▶ **EXERCISE DIRECTIONS**: Where a line of the entries below includes the string "bool", count it. Give only the resulting number.

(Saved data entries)
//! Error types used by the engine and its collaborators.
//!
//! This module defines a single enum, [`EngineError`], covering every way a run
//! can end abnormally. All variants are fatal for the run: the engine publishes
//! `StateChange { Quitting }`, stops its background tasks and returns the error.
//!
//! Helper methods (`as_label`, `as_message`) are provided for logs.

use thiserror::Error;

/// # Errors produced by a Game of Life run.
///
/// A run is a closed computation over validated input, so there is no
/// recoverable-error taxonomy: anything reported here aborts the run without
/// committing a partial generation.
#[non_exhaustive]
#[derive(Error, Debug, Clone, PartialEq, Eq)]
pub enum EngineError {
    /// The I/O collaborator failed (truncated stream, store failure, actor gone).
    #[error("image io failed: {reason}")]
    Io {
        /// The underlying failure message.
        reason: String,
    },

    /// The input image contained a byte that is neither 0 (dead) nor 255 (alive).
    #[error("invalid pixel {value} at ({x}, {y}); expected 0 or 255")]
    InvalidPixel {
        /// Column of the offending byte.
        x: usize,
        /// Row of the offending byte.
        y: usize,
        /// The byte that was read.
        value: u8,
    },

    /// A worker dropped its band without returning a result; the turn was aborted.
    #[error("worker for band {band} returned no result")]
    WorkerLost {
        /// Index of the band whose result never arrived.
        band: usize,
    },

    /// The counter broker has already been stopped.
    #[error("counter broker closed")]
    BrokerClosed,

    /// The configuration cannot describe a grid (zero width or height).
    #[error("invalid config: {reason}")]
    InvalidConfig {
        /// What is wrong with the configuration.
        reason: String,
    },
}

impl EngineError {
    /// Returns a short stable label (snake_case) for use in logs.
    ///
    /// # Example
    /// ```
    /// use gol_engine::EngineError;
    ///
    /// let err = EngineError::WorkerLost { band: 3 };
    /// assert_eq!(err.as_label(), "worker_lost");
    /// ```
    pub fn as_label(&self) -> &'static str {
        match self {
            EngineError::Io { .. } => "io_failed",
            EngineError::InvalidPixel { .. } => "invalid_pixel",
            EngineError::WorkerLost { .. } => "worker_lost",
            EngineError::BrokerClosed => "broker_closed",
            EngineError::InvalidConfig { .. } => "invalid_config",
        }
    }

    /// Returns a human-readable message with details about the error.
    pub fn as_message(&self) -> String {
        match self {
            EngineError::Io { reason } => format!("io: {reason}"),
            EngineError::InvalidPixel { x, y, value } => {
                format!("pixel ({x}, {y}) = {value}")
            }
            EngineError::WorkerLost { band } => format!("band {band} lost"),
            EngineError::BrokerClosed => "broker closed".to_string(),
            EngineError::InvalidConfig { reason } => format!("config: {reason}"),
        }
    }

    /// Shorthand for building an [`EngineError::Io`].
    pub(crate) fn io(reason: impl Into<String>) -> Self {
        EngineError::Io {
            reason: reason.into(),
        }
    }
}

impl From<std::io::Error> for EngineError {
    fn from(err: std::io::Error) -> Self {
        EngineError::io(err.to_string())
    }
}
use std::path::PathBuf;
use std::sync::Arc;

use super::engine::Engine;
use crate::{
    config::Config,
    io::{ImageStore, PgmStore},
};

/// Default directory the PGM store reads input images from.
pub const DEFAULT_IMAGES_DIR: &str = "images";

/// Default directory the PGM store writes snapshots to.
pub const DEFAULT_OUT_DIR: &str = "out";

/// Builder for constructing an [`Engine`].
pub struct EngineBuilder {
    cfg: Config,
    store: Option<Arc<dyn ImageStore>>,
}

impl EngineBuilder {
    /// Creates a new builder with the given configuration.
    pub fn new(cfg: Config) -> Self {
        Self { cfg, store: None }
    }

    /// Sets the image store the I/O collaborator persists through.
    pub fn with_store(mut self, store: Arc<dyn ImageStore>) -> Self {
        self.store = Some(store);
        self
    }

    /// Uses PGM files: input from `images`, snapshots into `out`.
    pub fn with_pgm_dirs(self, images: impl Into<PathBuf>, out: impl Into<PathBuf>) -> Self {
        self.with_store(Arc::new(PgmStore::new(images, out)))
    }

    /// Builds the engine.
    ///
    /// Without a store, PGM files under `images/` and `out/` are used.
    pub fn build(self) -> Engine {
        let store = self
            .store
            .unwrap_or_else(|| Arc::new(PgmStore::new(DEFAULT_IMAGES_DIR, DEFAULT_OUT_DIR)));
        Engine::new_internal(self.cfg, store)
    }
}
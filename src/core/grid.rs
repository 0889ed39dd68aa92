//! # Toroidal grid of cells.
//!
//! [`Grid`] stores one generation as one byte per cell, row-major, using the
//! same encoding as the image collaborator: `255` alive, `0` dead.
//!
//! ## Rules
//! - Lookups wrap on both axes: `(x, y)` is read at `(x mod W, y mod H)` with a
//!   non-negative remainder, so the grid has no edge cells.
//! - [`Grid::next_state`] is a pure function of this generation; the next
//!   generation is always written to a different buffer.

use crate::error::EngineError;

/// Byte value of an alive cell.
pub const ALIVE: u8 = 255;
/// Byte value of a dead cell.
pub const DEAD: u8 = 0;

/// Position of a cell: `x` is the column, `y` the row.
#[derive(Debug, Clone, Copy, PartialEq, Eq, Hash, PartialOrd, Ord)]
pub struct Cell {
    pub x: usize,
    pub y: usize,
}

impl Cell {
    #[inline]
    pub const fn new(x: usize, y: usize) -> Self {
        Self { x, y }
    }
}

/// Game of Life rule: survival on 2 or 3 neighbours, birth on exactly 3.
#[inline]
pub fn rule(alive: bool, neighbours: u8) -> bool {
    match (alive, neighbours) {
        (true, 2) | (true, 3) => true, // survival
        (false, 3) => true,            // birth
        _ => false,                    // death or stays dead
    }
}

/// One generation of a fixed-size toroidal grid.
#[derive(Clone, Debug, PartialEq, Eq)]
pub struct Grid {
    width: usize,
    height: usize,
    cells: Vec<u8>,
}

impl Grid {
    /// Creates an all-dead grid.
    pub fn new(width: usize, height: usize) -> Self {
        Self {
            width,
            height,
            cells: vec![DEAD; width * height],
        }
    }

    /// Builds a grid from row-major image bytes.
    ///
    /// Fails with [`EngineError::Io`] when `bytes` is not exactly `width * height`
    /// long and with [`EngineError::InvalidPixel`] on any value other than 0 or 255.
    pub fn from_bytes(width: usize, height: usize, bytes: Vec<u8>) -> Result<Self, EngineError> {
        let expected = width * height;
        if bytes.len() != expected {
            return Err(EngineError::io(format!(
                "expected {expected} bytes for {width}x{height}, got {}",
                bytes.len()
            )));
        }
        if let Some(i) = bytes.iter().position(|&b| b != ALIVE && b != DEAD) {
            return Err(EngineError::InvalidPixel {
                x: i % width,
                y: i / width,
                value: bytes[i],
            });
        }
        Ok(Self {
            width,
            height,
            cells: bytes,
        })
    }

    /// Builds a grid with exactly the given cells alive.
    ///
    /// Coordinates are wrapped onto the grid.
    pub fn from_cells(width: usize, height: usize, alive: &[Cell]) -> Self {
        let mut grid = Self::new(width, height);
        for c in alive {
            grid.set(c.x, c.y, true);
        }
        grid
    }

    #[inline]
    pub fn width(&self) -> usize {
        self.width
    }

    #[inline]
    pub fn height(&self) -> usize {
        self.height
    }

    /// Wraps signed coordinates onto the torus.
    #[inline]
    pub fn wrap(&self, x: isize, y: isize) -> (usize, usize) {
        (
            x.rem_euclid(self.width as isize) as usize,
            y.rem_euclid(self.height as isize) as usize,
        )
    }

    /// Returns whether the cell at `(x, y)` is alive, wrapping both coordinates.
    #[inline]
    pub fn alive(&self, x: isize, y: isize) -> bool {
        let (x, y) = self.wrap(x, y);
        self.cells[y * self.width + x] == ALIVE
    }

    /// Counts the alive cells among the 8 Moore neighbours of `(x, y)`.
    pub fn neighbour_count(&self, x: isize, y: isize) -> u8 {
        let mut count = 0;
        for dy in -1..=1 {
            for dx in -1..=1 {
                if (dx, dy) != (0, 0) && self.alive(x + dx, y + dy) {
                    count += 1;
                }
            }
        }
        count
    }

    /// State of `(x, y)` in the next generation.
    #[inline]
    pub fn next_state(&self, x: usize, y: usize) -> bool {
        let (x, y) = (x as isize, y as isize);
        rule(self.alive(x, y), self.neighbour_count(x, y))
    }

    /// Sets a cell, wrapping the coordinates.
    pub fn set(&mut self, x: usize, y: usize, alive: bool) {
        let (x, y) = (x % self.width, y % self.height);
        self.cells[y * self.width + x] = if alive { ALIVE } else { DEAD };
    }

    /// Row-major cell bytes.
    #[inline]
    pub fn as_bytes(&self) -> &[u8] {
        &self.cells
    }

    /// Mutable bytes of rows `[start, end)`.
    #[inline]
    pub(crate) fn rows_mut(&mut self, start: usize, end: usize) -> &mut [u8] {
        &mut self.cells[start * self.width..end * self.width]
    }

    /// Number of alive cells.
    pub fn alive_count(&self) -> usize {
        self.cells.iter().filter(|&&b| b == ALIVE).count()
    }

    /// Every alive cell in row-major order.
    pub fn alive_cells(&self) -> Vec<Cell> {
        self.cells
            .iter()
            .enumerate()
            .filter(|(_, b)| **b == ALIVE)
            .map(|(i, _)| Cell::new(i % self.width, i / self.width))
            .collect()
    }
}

▶ **ANSWER TO THE PROBLEM**: 4